Thereat frown’d Coridon, and his lip closely bit.
 
XLII
But Calidore, of courteous inclination,
        370
Tooke Coridon and set him in his place,
That he should lead the daunce, as was his fashion;
For Coridon could daunce, and trimly trace.
And when as Pastorella, him to grace,
Her flowry garlond tooke from her owne head,        375
And plast on his, he did it soone displace,
And did it put on Coridons in stead:
Then Coridon woxe frollicke, that earst seemed dead.
 
XLIII
Another time, when as they did dispose
To practise games, and maisteries to try,        380
They for their judge did Pastorella chose;
A garland was the meed of victory.
There Coridon, forth stepping openly,
Did chalenge Calidore, to wrestling game:
For he, through long and perfect industry,        385
Therein well practisd was, and in the same
Thought sure t’ avenge his grudge, and worke his foe great shame.
 
XLIV
But Calidore he greatly did mistake;
For he was strong and mightily stiffe pight,
That with one fall his necke he almost brake,        390
And had he not upon him fallen light,
His dearest joynt he sure had broken quight.

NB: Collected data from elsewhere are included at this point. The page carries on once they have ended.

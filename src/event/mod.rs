//! Event types and channel handling for card monitoring

pub mod channel;
pub use channel::*;

/// Events related to card insertion/removal
#[derive(Debug, Clone, PartialEq, Eq)]
pub enum CardEvent {
    /// Card was inserted into a reader
    Inserted {
        /// Reader name
        reader: String,
        /// ATR of the inserted card
        atr: Vec<u8>,
    },
    /// Card was removed from a reader
    Removed {
        /// Reader name
        reader: String,
        /// ATR captured while the card was last seen present. Empty when the
        /// card was never observed inserted, in which case removal pairing
        /// relies on the per-reader fallback.
        atr: Vec<u8>,
    },
}

impl CardEvent {
    /// Name of the reader this event originated from
    pub fn reader(&self) -> &str {
        match self {
            Self::Inserted { reader, .. } | Self::Removed { reader, .. } => reader,
        }
    }
}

Then was the oaken crowne by Pastorell
Given to Calidore, as his due right;
But he, that did in courtesie excell,        395
Gave it to Coridon, and said he wonne it well.
 
XLV
Thus did the gentle knight himselfe abeare
Amongst that rusticke rout in all his deeds,
That even they the which his rivals were
Could not maligne him, but commend him needs:        400
For courtesie amongst the rudest breeds
Good will and favour. So it surely wrought
With this faire mayd, and in her mynde the seeds
Of perfect love did sow, that last forth brought
The fruite of joy and blisse, though long time dearely bought.        405
 
XLVI
Thus Calidore continu’d there long time,
To winne the love of the faire Pastorell;
Which having got, he used without crime
Or blamefull blot, but menaged so well,
That he, of all the rest which there did dwell,        410
Was favoured, and to her grace commended.
But what straunge fortunes unto him befell,
Ere he attain’d the point by him intended,
Shall more conveniently in other place be ended.